# The problem
Scan the entries below for the word "token" and copy every line where it turns up.

# Provided records

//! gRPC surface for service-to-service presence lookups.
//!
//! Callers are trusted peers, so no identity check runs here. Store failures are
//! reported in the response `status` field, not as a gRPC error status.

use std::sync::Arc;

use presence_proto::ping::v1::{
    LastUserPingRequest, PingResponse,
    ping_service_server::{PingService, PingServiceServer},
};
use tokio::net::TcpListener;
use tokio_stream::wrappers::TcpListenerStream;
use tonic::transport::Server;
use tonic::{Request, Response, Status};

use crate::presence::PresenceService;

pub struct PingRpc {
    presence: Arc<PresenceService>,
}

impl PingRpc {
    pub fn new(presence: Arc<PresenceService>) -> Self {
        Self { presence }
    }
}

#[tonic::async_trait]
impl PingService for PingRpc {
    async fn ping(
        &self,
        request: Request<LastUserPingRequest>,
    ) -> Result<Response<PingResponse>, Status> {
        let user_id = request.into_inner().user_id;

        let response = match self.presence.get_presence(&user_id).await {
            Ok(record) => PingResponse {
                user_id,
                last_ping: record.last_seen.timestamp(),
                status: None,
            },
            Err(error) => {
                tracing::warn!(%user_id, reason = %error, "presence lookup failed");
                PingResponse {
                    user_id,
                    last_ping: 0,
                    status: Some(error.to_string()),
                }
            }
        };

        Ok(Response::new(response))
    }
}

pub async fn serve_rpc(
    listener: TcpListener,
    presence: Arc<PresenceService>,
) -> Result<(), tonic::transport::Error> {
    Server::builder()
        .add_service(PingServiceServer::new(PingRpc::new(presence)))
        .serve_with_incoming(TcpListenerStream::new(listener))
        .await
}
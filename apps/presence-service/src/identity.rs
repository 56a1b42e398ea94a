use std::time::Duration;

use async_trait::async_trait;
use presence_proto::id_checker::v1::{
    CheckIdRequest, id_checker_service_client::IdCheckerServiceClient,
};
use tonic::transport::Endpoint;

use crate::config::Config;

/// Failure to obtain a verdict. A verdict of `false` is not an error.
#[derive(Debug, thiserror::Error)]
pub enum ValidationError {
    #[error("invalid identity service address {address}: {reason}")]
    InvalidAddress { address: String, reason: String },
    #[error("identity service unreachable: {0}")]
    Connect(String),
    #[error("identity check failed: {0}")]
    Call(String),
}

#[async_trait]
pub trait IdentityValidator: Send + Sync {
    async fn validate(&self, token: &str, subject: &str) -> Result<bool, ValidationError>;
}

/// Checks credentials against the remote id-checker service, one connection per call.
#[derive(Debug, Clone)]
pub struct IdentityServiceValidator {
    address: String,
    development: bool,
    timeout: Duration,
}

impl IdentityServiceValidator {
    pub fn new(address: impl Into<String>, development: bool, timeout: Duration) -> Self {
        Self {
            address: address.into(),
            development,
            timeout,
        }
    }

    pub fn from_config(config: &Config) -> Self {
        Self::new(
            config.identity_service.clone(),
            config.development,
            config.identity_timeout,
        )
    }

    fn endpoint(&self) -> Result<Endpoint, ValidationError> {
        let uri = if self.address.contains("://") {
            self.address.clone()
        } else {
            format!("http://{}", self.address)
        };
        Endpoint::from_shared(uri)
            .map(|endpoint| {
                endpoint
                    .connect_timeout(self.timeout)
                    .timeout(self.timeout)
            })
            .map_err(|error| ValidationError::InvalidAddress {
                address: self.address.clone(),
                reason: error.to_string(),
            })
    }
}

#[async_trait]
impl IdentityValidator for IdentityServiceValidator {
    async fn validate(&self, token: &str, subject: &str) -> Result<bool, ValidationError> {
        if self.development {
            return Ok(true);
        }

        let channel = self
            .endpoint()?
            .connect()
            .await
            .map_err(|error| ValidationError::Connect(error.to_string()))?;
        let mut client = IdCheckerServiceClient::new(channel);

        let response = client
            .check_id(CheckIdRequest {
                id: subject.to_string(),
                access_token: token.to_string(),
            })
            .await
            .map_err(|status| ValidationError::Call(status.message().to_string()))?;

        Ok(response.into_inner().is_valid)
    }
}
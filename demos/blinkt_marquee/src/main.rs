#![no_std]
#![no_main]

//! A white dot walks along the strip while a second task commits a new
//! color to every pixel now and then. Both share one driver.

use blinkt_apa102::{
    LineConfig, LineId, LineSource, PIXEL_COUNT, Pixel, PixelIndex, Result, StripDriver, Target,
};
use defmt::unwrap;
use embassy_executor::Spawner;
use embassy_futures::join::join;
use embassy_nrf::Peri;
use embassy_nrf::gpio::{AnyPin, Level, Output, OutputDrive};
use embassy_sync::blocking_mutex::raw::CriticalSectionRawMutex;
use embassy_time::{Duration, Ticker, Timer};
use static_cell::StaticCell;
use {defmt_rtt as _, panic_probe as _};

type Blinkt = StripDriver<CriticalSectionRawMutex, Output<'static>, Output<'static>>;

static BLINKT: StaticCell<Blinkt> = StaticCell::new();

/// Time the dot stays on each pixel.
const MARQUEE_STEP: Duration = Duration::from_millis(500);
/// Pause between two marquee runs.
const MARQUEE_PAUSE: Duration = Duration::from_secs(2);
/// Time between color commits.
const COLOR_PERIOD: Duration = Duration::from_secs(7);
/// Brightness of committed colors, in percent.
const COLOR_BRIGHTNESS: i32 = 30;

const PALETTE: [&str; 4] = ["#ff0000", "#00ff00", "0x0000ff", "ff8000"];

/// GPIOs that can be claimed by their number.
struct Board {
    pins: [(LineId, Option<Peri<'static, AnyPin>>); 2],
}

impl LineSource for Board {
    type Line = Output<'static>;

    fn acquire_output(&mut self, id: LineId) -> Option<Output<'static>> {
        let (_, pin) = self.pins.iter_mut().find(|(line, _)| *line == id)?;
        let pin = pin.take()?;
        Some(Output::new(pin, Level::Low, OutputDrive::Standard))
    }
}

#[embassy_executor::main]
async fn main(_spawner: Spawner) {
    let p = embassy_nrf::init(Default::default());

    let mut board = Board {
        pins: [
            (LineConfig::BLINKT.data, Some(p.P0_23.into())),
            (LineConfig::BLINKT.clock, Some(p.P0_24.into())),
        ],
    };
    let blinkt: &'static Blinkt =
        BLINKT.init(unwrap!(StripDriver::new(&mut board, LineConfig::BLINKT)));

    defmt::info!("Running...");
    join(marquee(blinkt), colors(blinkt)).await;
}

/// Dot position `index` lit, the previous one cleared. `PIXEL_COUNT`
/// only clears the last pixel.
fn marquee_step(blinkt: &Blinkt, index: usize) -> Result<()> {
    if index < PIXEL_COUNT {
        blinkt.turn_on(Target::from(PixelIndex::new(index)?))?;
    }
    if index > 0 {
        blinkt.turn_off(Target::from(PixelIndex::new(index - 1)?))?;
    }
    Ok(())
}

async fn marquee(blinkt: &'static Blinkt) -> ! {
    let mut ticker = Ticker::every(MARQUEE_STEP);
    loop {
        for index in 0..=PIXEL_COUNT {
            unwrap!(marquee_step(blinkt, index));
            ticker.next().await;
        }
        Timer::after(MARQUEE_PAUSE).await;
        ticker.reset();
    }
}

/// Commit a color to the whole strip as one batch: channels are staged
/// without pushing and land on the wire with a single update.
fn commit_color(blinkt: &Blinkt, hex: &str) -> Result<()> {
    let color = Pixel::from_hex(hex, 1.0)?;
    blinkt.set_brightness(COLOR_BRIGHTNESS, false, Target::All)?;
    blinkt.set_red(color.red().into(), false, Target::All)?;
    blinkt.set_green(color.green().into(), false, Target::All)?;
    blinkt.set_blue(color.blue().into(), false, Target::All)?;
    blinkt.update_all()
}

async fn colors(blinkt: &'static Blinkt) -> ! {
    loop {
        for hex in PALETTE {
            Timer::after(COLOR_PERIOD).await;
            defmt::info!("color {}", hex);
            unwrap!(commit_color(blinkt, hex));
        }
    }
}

# Written response
    async fn validate(&self, token: &str, subject: &str) -> Result<bool, ValidationError>;
    async fn validate(&self, token: &str, subject: &str) -> Result<bool, ValidationError> {
                access_token: token.to_string(),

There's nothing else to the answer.